Il était une fois, il y a bien des années, c’était au début du siècle dernier, un réalisateur russe qui s’appelait Ladislas Starewitch. Dans son premier long métrage, il nous racontait à l’aide de marionnettes et de bouts de chiffons une très vieille histoire populaire, « le roman de renard ». Il n’avait fait jusque-là que des films muets, c’était son premier film d’animation sonore. C’est bien le terme qui était employé à l’époque. Film d’animation sonore, pas parlant. C’est-à-dire que si des dialogues existaient entre les différents personnages, ils étaient le plus souvent réduits à leur portion congrue. C’est la musique qui tenait la vedette dans ce film aux côtés des marionnettes. 

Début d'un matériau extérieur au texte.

//! Capabilities that talk to the person running the agent.

use async_trait::async_trait;
use prospector_core::error::ToolError;
use prospector_core::interaction::Interaction;
use prospector_core::tool::{Capability, Tool, ToolResult};
use serde_json::{Value, json};
use std::sync::Arc;

use crate::args::{optional_str, required_str, string_list};

pub struct GetUserInputTool {
    interaction: Arc<dyn Interaction>,
}

impl GetUserInputTool {
    pub fn new(interaction: Arc<dyn Interaction>) -> Self {
        Self { interaction }
    }
}

#[async_trait]
impl Tool for GetUserInputTool {
    fn capability(&self) -> Capability {
        Capability::GetUserInput
    }

    fn description(&self) -> &str {
        "Ask the user a question and return their answer. Use options to restrict \
         the answer to a fixed set; an empty answer takes the default."
    }

    fn parameters_schema(&self) -> Value {
        json!({
            "type": "object",
            "properties": {
                "prompt": { "type": "string", "description": "The question to ask" },
                "default": {
                    "type": "string",
                    "description": "Answer used when the user just presses enter"
                },
                "options": {
                    "type": "array",
                    "items": { "type": "string" },
                    "description": "Allowed answers"
                }
            },
            "required": ["prompt"]
        })
    }

    async fn execute(&self, arguments: Value) -> Result<ToolResult, ToolError> {
        let prompt = required_str(&arguments, "prompt")?;
        let default = optional_str(&arguments, "default");
        let options = string_list(&arguments, "options");

        let input = self
            .interaction
            .get_user_input(prompt, default, &options)
            .await?;
        Ok(ToolResult::success(json!({ "input": input })))
    }
}

pub struct ConfirmActionTool {
    interaction: Arc<dyn Interaction>,
}

impl ConfirmActionTool {
    pub fn new(interaction: Arc<dyn Interaction>) -> Self {
        Self { interaction }
    }
}

#[async_trait]
impl Tool for ConfirmActionTool {
    fn capability(&self) -> Capability {
        Capability::ConfirmAction
    }

    fn description(&self) -> &str {
        "Ask the user a yes/no question about an action, e.g. 'proceed with these leads'."
    }

    fn parameters_schema(&self) -> Value {
        json!({
            "type": "object",
            "properties": {
                "action_description": {
                    "type": "string",
                    "description": "Completes the question 'Do you want to ...?'"
                },
                "default": {
                    "type": "boolean",
                    "description": "Answer when the user just presses enter (default false)"
                }
            },
            "required": ["action_description"]
        })
    }

    async fn execute(&self, arguments: Value) -> Result<ToolResult, ToolError> {
        let description = required_str(&arguments, "action_description")?;
        let default = arguments
            .get("default")
            .and_then(Value::as_bool)
            .unwrap_or(false);

        let confirmed = self.interaction.confirm(description, default).await?;
        Ok(ToolResult::success(json!({ "confirmed": confirmed })))
    }
}

#[cfg(test)]
mod tests {
    use super::*;
    use prospector_channels::ScriptedChannel;

    #[tokio::test]
    async fn input_with_default() {
        let channel = Arc::new(ScriptedChannel::new([""]));
        let tool = GetUserInputTool::new(channel.clone());
        let result = tool
            .execute(json!({"prompt": "How many leads?", "default": "5"}))
            .await
            .unwrap();
        assert_eq!(result.get("input"), Some(&json!("5")));
        assert_eq!(channel.asked(), vec!["How many leads? [default: 5]"]);
    }

    #[tokio::test]
    async fn input_restricted_to_options() {
        let channel = Arc::new(ScriptedChannel::new(["maybe", "b"]));
        let tool = GetUserInputTool::new(channel.clone());
        let result = tool
            .execute(json!({"prompt": "Pick", "options": ["a", "b"]}))
            .await
            .unwrap();
        assert_eq!(result.get("input"), Some(&json!("b")));
        assert_eq!(channel.asked().len(), 2);
    }

    #[tokio::test]
    async fn confirm_defaults_to_no() {
        let channel = Arc::new(ScriptedChannel::new([""]));
        let tool = ConfirmActionTool::new(channel.clone());
        let result = tool
            .execute(json!({"action_description": "proceed with these leads"}))
            .await
            .unwrap();
        assert_eq!(result.get("confirmed"), Some(&json!(false)));
        assert_eq!(
            channel.asked(),
            vec!["Do you want to proceed with these leads? (y/N)"]
        );
    }

    #[tokio::test]
    async fn closed_input_is_an_error_result() {
        let channel: Arc<dyn Interaction> = Arc::new(ScriptedChannel::silent());
        let mut registry = prospector_core::ToolRegistry::new();
        registry.register(Box::new(ConfirmActionTool::new(channel)));
        let result = registry
            .dispatch("confirm_action", json!({"action_description": "go", "default": true}))
            .await;
        assert_eq!(result.status(), "error");
    }
}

L’expressivité musicale est magistralement portée par la dynamique gestuelle des pantins de chiffons et il n’est nul besoin de longs dialogues pour comprendre avec précision les situations et l’état intérieur des protagonistes. Tout ici gagne en clarté, le conte et la musique, chacun se mariant à l’autre dans une parfaite harmonie. Il suffit de se laisser porter par le rythme du récit et chaque spectateur y trouve son compte sans jamais rien perdre de la musique ni de l’action. 

C’est ce que nous nous sommes appliqué à construire dans cette version inédite de « Ma mère l’Oye : Voyage au Pays des Contes ». Une narration construite sur le rapport que la musique doit entretenir avec la voix mais surtout avec le corps de l’acteur. La musique est une pulsation dans laquelle le corps se coule et trouve sa place. Elle devient le miroir de l’expression des personnages. De ce fait, la narration transcende les barrières du langage, devient signe et, au même titre que la musique, expression universelle. 

L’acteur se distingue ici par sa liberté d’improvisation et sa technique d’incarnation du personnage tirée de sa pratique du théâtre. Ainsi, il se rapproche davantage du mime ou du clown. 

Dans cette création collective, nous avons voulu que la musique et l’image aient une place centrale afin d’explorer d’autres sensations, de déclencher d’autres vibrations et atteindre par là même un public toujours plus large.